While visiting Lencois, I recommend staying at the Hotel Canto das Aguas (Av. Sr. dos Passos, 1 - Centro, Lençóis), located across the river within walking distance from the town center. What makes this boutique hotel special is that it is located at a bend in the river where the topography creates gentle rapids and waterfalls. The peaceful white noise of this babbling brook reverberates throughout the entirety of the property, encircling guests with a sense of calm and serenity. The hotel has a swimming pool, small hiking trail, and an outdoor recreation room with board games and billiards. It also boasts an open-air gym as well as an outdoor spa treatment area.
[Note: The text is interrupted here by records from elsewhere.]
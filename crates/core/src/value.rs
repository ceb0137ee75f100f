use std::fmt;

use chrono::{DateTime, NaiveDate, NaiveDateTime, Utc};

pub const DATE_FORMAT: &str = "%Y-%m-%d";
pub const DATETIME_FORMAT: &str = "%Y-%m-%d %H:%M:%S";

#[derive(Debug, Clone, PartialEq)]
pub enum Value {
    Null,
    Bool(bool),
    Int(i64),
    Float(f64),
    String(String),
    Date(NaiveDate),
    DateTime(NaiveDateTime),
    Timestamp(DateTime<Utc>),
}

impl Value {
    #[must_use]
    pub const fn is_null(&self) -> bool {
        matches!(self, Self::Null)
    }

    #[must_use]
    pub const fn is_temporal(&self) -> bool {
        matches!(self, Self::Date(_) | Self::DateTime(_) | Self::Timestamp(_))
    }

    #[must_use]
    pub fn as_str(&self) -> Option<&str> {
        match self {
            Self::String(value) => Some(value),
            _ => None,
        }
    }

    /// Loose truthiness: empty strings, `"0"`, `"false"`, zero and null are false.
    #[must_use]
    pub fn is_truthy(&self) -> bool {
        match self {
            Self::Null => false,
            Self::Bool(value) => *value,
            Self::Int(value) => *value != 0,
            Self::Float(value) => *value != 0.0,
            Self::String(value) => {
                let trimmed = value.trim();
                !(trimmed.is_empty() || trimmed == "0" || trimmed.eq_ignore_ascii_case("false"))
            }
            Self::Date(_) | Self::DateTime(_) | Self::Timestamp(_) => true,
        }
    }

    /// Plain text rendering without SQL quoting. Null renders as an empty string.
    #[must_use]
    pub fn to_text(&self) -> String {
        match self {
            Self::Null => String::new(),
            Self::Bool(value) => value.to_string(),
            Self::Int(value) => value.to_string(),
            Self::Float(value) => value.to_string(),
            Self::String(value) => value.clone(),
            Self::Date(value) => value.format(DATE_FORMAT).to_string(),
            Self::DateTime(value) => value.format(DATETIME_FORMAT).to_string(),
            Self::Timestamp(value) => value.naive_utc().format(DATETIME_FORMAT).to_string(),
        }
    }
}

impl fmt::Display for Value {
    fn fmt(&self, f: &mut fmt::Formatter<'_>) -> fmt::Result {
        match self {
            Self::Null => f.write_str("NULL"),
            other => f.write_str(&other.to_text()),
        }
    }
}

impl From<bool> for Value {
    fn from(value: bool) -> Self {
        Self::Bool(value)
    }
}

impl From<i64> for Value {
    fn from(value: i64) -> Self {
        Self::Int(value)
    }
}

impl From<i32> for Value {
    fn from(value: i32) -> Self {
        Self::Int(i64::from(value))
    }
}

impl From<f64> for Value {
    fn from(value: f64) -> Self {
        Self::Float(value)
    }
}

impl From<&str> for Value {
    fn from(value: &str) -> Self {
        Self::String(value.to_string())
    }
}

impl From<String> for Value {
    fn from(value: String) -> Self {
        Self::String(value)
    }
}

impl From<NaiveDate> for Value {
    fn from(value: NaiveDate) -> Self {
        Self::Date(value)
    }
}

impl From<NaiveDateTime> for Value {
    fn from(value: NaiveDateTime) -> Self {
        Self::DateTime(value)
    }
}

impl From<DateTime<Utc>> for Value {
    fn from(value: DateTime<Utc>) -> Self {
        Self::Timestamp(value)
    }
}

impl<T> From<Option<T>> for Value
where
    T: Into<Value>,
{
    fn from(value: Option<T>) -> Self {
        value.map_or(Self::Null, Into::into)
    }
}

/// One result or entity row: column names paired with values, in column order.
#[derive(Debug, Clone, Default, PartialEq)]
pub struct Row {
    fields: Vec<(String, Value)>,
}

impl Row {
    #[must_use]
    pub const fn new() -> Self {
        Self { fields: Vec::new() }
    }

    /// Builder-style insert; replaces an existing column of the same name.
    #[must_use]
    pub fn with(mut self, column: impl Into<String>, value: impl Into<Value>) -> Self {
        self.insert(column, value);
        self
    }

    /// Inserts or replaces `column`, returning the previous value.
    pub fn insert(&mut self, column: impl Into<String>, value: impl Into<Value>) -> Option<Value> {
        let column = column.into();
        let value = value.into();
        if let Some(slot) = self.fields.iter_mut().find(|(name, _)| *name == column) {
            return Some(std::mem::replace(&mut slot.1, value));
        }
        self.fields.push((column, value));
        None
    }

    #[must_use]
    pub fn get(&self, column: &str) -> Option<&Value> {
        self.fields
            .iter()
            .find(|(name, _)| name == column)
            .map(|(_, value)| value)
    }

    #[must_use]
    pub fn get_index(&self, index: usize) -> Option<&Value> {
        self.fields.get(index).map(|(_, value)| value)
    }

    #[must_use]
    pub fn contains(&self, column: &str) -> bool {
        self.get(column).is_some()
    }

    #[must_use]
    pub fn len(&self) -> usize {
        self.fields.len()
    }

    #[must_use]
    pub fn is_empty(&self) -> bool {
        self.fields.is_empty()
    }

    pub fn columns(&self) -> impl Iterator<Item = &str> {
        self.fields.iter().map(|(name, _)| name.as_str())
    }

    pub fn iter(&self) -> impl Iterator<Item = (&str, &Value)> {
        self.fields.iter().map(|(name, value)| (name.as_str(), value))
    }

    pub fn iter_mut(&mut self) -> impl Iterator<Item = (&str, &mut Value)> {
        self.fields
            .iter_mut()
            .map(|(name, value)| (name.as_str(), value))
    }

    #[must_use]
    pub fn into_values(self) -> Vec<Value> {
        self.fields.into_iter().map(|(_, value)| value).collect()
    }
}

impl<K, V> FromIterator<(K, V)> for Row
where
    K: Into<String>,
    V: Into<Value>,
{
    fn from_iter<I: IntoIterator<Item = (K, V)>>(iter: I) -> Self {
        let mut row = Self::new();
        for (column, value) in iter {
            row.insert(column, value);
        }
        row
    }
}

impl IntoIterator for Row {
    type Item = (String, Value);
    type IntoIter = std::vec::IntoIter<(String, Value)>;

    fn into_iter(self) -> Self::IntoIter {
        self.fields.into_iter()
    }
}
use std::fmt;

use crate::{ConfigError, Result};

/// `project.dataset.table` reference used in place of bare table names.
#[derive(Debug, Clone, PartialEq, Eq, Hash)]
pub struct QualifiedTableRef {
    project_id: String,
    dataset: String,
    table: String,
}

impl QualifiedTableRef {
    pub fn new(
        project_id: impl Into<String>,
        dataset: impl Into<String>,
        table: impl Into<String>,
    ) -> Result<Self> {
        let reference = Self {
            project_id: project_id.into(),
            dataset: dataset.into(),
            table: table.into(),
        };

        for (component, value) in [
            ("project id", &reference.project_id),
            ("dataset", &reference.dataset),
            ("table", &reference.table),
        ] {
            if value.trim().is_empty() {
                return Err(ConfigError::EmptyTableComponent { component }.into());
            }
        }

        Ok(reference)
    }

    #[must_use]
    pub fn project_id(&self) -> &str {
        &self.project_id
    }

    #[must_use]
    pub fn dataset(&self) -> &str {
        &self.dataset
    }

    #[must_use]
    pub fn table(&self) -> &str {
        &self.table
    }

    /// `` `project.dataset.table` ``
    #[must_use]
    pub fn qualified(&self) -> String {
        format!("`{}.{}.{}`", self.project_id, self.dataset, self.table)
    }

    /// `` `dataset.table` ``, resolved against the job's default project.
    #[must_use]
    pub fn dataset_qualified(&self) -> String {
        format!("`{}.{}`", self.dataset, self.table)
    }
}

impl fmt::Display for QualifiedTableRef {
    fn fmt(&self, f: &mut fmt::Formatter<'_>) -> fmt::Result {
        write!(f, "{}.{}.{}", self.project_id, self.dataset, self.table)
    }
}

#[cfg(test)]
mod tests {
    use super::QualifiedTableRef;
    use crate::{ConfigError, Error};

    #[test]
    fn renders_three_and_two_part_names() {
        let reference = QualifiedTableRef::new("p", "d", "t").expect("valid reference");
        assert_eq!(reference.qualified(), "`p.d.t`");
        assert_eq!(reference.dataset_qualified(), "`d.t`");
        assert_eq!(reference.to_string(), "p.d.t");
    }

    #[test]
    fn rejects_empty_components() {
        let error = QualifiedTableRef::new("p", " ", "t").expect_err("empty dataset");
        assert!(matches!(
            error,
            Error::Config(ConfigError::EmptyTableComponent {
                component: "dataset"
            })
        ));
    }
}
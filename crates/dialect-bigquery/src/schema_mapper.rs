use chrono::{DateTime, NaiveDate, NaiveDateTime, NaiveTime};
use quarry_core::{
    ColumnDescriptor, FieldMode, FieldSchema, RelationalType, Row, TableSchema,
    TypeCoercionError, Value,
};

/// Outbound format for DATETIME and TIMESTAMP columns.
pub const WAREHOUSE_DATETIME_FORMAT: &str = "%Y-%m-%dT%H:%M:%S";
pub const WAREHOUSE_DATE_FORMAT: &str = "%Y-%m-%d";

const DATETIME_INPUT_FORMATS: [&str; 5] = [
    "%Y-%m-%d %H:%M:%S%.f",
    "%Y-%m-%dT%H:%M:%S%.f",
    "%Y-%m-%d %H:%M",
    "%Y/%m/%d %H:%M:%S",
    "%Y-%m-%dT%H:%M:%S%.fZ",
];
const DATE_INPUT_FORMATS: [&str; 2] = ["%Y-%m-%d", "%Y/%m/%d"];
// 2^63, exact in f64. `i64::MAX as f64` rounds up to this value.
const I64_EXCLUSIVE_BOUND: f64 = 9_223_372_036_854_775_808.0;

/// Maps a warehouse column type name to the relational vocabulary.
#[must_use]
pub fn to_relational_type(warehouse_type: &str) -> RelationalType {
    match warehouse_type.trim().to_ascii_uppercase().as_str() {
        "STRING" => RelationalType::String,
        "INT64" | "INTEGER" => RelationalType::Integer,
        "FLOAT64" | "FLOAT" => RelationalType::Float,
        "BOOL" | "BOOLEAN" => RelationalType::Boolean,
        "DATE" => RelationalType::Date,
        "DATETIME" => RelationalType::DateTime,
        "TIMESTAMP" => RelationalType::Timestamp,
        _ => RelationalType::Text,
    }
}

#[must_use]
pub const fn to_warehouse_type(relational_type: RelationalType) -> &'static str {
    match relational_type {
        RelationalType::String | RelationalType::Text => "STRING",
        RelationalType::Integer => "INT64",
        RelationalType::Float => "FLOAT64",
        RelationalType::Boolean => "BOOL",
        RelationalType::Date => "DATE",
        RelationalType::DateTime => "DATETIME",
        RelationalType::Timestamp => "TIMESTAMP",
    }
}

#[must_use]
pub fn describe_field(field: &FieldSchema) -> ColumnDescriptor {
    let descriptor = ColumnDescriptor::new(&field.name, to_relational_type(&field.field_type))
        .with_warehouse_type(&field.field_type);
    match field.mode {
        FieldMode::Required => descriptor.not_null(),
        FieldMode::Nullable | FieldMode::Repeated => descriptor,
    }
}

/// Coerces an outbound value to the shape the warehouse expects for `ty`.
pub fn coerce(
    column: &str,
    value: &Value,
    ty: RelationalType,
) -> Result<Value, TypeCoercionError> {
    if value.is_null() {
        return Ok(Value::Null);
    }

    match ty {
        RelationalType::String | RelationalType::Text => Ok(Value::String(value.to_text())),
        RelationalType::Boolean if !value.is_temporal() => Ok(Value::Bool(value.is_truthy())),
        RelationalType::Integer => coerce_integer(column, value),
        RelationalType::Float => coerce_float(column, value),
        RelationalType::DateTime | RelationalType::Timestamp => coerce_datetime(column, value, ty)
            .map(|datetime| Value::String(datetime.format(WAREHOUSE_DATETIME_FORMAT).to_string())),
        RelationalType::Date => coerce_date(column, value)
            .map(|date| Value::String(date.format(WAREHOUSE_DATE_FORMAT).to_string())),
        RelationalType::Boolean => Err(unsupported(column, value, ty)),
    }
}

/// Coerces every column of `row` declared in `schema`; undeclared columns pass through.
pub fn coerce_row(schema: &TableSchema, row: &Row) -> Result<Row, TypeCoercionError> {
    row.iter()
        .map(|(column, value)| {
            let coerced = match schema.relational_type(column) {
                Some(ty) => coerce(column, value, ty)?,
                None => value.clone(),
            };
            Ok::<_, TypeCoercionError>((column.to_string(), coerced))
        })
        .collect()
}

fn coerce_integer(column: &str, value: &Value) -> Result<Value, TypeCoercionError> {
    match value {
        Value::Int(number) => Ok(Value::Int(*number)),
        Value::Bool(flag) => Ok(Value::Int(i64::from(*flag))),
        Value::Float(number) => truncate_to_i64(*number).map(Value::Int).ok_or_else(|| {
            invalid_number(column, &number.to_string(), RelationalType::Integer)
        }),
        Value::String(text) => {
            let trimmed = text.trim();
            trimmed
                .parse::<i64>()
                .ok()
                .or_else(|| parse_finite_float(trimmed).and_then(truncate_to_i64))
                .map(Value::Int)
                .ok_or_else(|| invalid_number(column, text, RelationalType::Integer))
        }
        other => Err(unsupported(column, other, RelationalType::Integer)),
    }
}

/// Drops the fraction; `None` for non-finite values and anything outside `i64`.
fn truncate_to_i64(number: f64) -> Option<i64> {
    let truncated = number.trunc();
    (truncated >= -I64_EXCLUSIVE_BOUND && truncated < I64_EXCLUSIVE_BOUND)
        .then_some(truncated as i64)
}

fn coerce_float(column: &str, value: &Value) -> Result<Value, TypeCoercionError> {
    match value {
        Value::Float(number) => Ok(Value::Float(*number)),
        Value::Int(number) => Ok(Value::Float(*number as f64)),
        Value::Bool(flag) => Ok(Value::Float(if *flag { 1.0 } else { 0.0 })),
        Value::String(text) => parse_finite_float(text.trim())
            .map(Value::Float)
            .ok_or_else(|| invalid_number(column, text, RelationalType::Float)),
        other => Err(unsupported(column, other, RelationalType::Float)),
    }
}

fn coerce_datetime(
    column: &str,
    value: &Value,
    ty: RelationalType,
) -> Result<NaiveDateTime, TypeCoercionError> {
    match value {
        Value::DateTime(datetime) => Ok(*datetime),
        Value::Timestamp(timestamp) => Ok(timestamp.naive_utc()),
        Value::Date(date) => Ok(date.and_time(NaiveTime::MIN)),
        Value::Int(seconds) => DateTime::from_timestamp(*seconds, 0)
            .map(|timestamp| timestamp.naive_utc())
            .ok_or_else(|| unsupported(column, value, ty)),
        Value::String(text) => {
            parse_datetime(text).map_err(|source| TypeCoercionError::UnparsableDateTime {
                column: column.to_string(),
                value: text.clone(),
                source,
            })
        }
        other => Err(unsupported(column, other, ty)),
    }
}

fn coerce_date(column: &str, value: &Value) -> Result<NaiveDate, TypeCoercionError> {
    match value {
        Value::Date(date) => Ok(*date),
        Value::String(text) => {
            parse_datetime(text)
                .map(|datetime| datetime.date())
                .map_err(|source| TypeCoercionError::UnparsableDateTime {
                    column: column.to_string(),
                    value: text.clone(),
                    source,
                })
        }
        other => coerce_datetime(column, other, RelationalType::Date).map(|datetime| datetime.date()),
    }
}

/// Best-effort parse of free-form date/time text. RFC 3339 and RFC 2822
/// inputs carrying an offset are converted to UTC.
pub fn parse_datetime(raw: &str) -> Result<NaiveDateTime, chrono::ParseError> {
    let raw = raw.trim();

    let mut last_error = match DateTime::parse_from_rfc3339(raw) {
        Ok(datetime) => return Ok(datetime.naive_utc()),
        Err(error) => error,
    };
    if let Ok(datetime) = DateTime::parse_from_rfc2822(raw) {
        return Ok(datetime.naive_utc());
    }
    for format in DATETIME_INPUT_FORMATS {
        match NaiveDateTime::parse_from_str(raw, format) {
            Ok(datetime) => return Ok(datetime),
            Err(error) => last_error = error,
        }
    }
    for format in DATE_INPUT_FORMATS {
        match NaiveDate::parse_from_str(raw, format) {
            Ok(date) => return Ok(date.and_time(NaiveTime::MIN)),
            Err(error) => last_error = error,
        }
    }

    Err(last_error)
}

fn parse_finite_float(text: &str) -> Option<f64> {
    let numeric = !text.is_empty()
        && text
            .bytes()
            .all(|b| b.is_ascii_digit() || matches!(b, b'.' | b'-' | b'+' | b'e' | b'E'));
    if !numeric {
        return None;
    }
    text.parse::<f64>().ok().filter(|number| number.is_finite())
}

fn invalid_number(column: &str, value: &str, target: RelationalType) -> TypeCoercionError {
    TypeCoercionError::InvalidNumber {
        column: column.to_string(),
        value: value.to_string(),
        target,
    }
}

fn unsupported(column: &str, value: &Value, target: RelationalType) -> TypeCoercionError {
    TypeCoercionError::Unsupported {
        column: column.to_string(),
        value: format!("{value:?}"),
        target,
    }
}
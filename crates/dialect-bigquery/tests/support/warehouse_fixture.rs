use std::sync::Arc;

use quarry_core::{ConnectionConfig, SchemaRegistry};
use quarry_dialect_bigquery::{BigQueryConnection, TableGateway};
use quarry_testkit::{FakeClientFactory, FakeWarehouse, users_table_fixture};

#[allow(dead_code)]
pub struct WarehouseFixture {
    pub warehouse: Arc<FakeWarehouse>,
    pub factory: Arc<FakeClientFactory>,
    pub connection: Arc<BigQueryConnection>,
}

#[allow(dead_code)]
impl WarehouseFixture {
    pub fn new() -> Self {
        Self::with_config(ConnectionConfig::new("p", "d"))
    }

    pub fn with_config(config: ConnectionConfig) -> Self {
        let warehouse = Arc::new(FakeWarehouse::new());
        let factory = Arc::new(FakeClientFactory::new(Arc::clone(&warehouse)));
        let connection = Arc::new(BigQueryConnection::new(config, factory.clone()));
        Self {
            warehouse,
            factory,
            connection,
        }
    }

    pub fn users_gateway(&self) -> TableGateway {
        TableGateway::new(
            Arc::clone(&self.connection),
            Arc::new(SchemaRegistry::new()),
            users_table_fixture(),
        )
        .with_alias("Users")
    }
}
For dining in Lencois, I recommend the Restaurante Garimpo Gourmet (R. Miguel Calmon, 22, Lençóis). We went there for lunch and with delightful presentation, they brought us sizzling steaks served on top of hot stone platters. They also served us Brazilian moqueca, a delicious fish stew simmered with flavorful spices and coconut milk. We ladled the stew onto our plates as the remaining moqueca continued to bubble and cook from inside a large serving pottery made of terra cotta. Bring your camera and an appetite because a meal at Restaurante Garimp Gourmet is both a feast for the eyes as well as the stomach.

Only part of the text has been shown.